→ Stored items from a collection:
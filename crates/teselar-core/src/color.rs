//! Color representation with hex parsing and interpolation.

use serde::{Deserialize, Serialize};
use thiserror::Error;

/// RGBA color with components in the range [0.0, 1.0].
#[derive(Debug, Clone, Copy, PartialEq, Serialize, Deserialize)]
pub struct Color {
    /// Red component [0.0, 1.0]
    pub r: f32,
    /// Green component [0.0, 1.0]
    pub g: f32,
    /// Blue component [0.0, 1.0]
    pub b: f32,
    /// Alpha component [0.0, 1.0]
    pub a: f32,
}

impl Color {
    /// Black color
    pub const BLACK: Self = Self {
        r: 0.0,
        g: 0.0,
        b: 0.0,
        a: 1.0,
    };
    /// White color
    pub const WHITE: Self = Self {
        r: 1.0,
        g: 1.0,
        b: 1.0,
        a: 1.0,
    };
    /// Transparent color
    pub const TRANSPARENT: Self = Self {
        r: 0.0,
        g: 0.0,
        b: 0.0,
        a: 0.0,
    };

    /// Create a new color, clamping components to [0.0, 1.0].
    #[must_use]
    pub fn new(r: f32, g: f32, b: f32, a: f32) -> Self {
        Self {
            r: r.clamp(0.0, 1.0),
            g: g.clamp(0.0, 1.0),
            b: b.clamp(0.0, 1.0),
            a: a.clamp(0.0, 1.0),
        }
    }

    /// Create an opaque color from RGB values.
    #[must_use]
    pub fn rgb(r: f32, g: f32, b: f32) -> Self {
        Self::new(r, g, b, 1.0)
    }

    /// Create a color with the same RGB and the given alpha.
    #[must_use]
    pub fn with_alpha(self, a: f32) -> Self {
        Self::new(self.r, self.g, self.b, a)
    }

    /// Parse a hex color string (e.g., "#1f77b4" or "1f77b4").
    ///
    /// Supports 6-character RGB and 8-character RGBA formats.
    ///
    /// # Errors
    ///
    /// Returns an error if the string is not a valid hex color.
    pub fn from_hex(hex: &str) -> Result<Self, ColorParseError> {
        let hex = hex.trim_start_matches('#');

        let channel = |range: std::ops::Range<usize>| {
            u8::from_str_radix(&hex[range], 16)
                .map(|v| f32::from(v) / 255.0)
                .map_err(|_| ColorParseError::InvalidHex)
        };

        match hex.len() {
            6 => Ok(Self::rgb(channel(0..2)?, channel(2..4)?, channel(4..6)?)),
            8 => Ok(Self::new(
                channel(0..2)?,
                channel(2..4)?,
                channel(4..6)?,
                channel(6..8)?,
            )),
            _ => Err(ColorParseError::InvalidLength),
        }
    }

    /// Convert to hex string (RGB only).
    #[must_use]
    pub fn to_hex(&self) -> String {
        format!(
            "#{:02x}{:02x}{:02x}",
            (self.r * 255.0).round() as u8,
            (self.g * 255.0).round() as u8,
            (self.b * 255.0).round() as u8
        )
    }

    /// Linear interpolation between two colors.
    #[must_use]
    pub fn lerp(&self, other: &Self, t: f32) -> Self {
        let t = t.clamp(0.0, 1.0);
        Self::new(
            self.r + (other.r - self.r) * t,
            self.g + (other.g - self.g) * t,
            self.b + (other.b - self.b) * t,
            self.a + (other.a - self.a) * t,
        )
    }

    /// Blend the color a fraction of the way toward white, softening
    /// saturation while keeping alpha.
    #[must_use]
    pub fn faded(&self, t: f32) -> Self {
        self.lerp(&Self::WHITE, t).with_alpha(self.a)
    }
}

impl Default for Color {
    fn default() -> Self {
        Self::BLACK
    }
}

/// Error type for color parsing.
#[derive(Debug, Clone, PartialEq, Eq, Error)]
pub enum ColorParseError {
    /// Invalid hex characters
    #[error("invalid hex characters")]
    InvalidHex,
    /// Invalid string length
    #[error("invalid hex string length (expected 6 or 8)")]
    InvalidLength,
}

→ What the task asks: What is needed is every line from the start of the entries through the line containing "#[derive(Debug, Clone, Copy, PartialEq, Serialize, Deserialize)]", returned word for word and nothing else.

→ Reply:
filename crates/teselar-core/src/color.rs
//! Color representation with hex parsing and interpolation.

use serde::{Deserialize, Serialize};
use thiserror::Error;

/// RGBA color with components in the range [0.0, 1.0].
#[derive(Debug, Clone, Copy, PartialEq, Serialize, Deserialize)]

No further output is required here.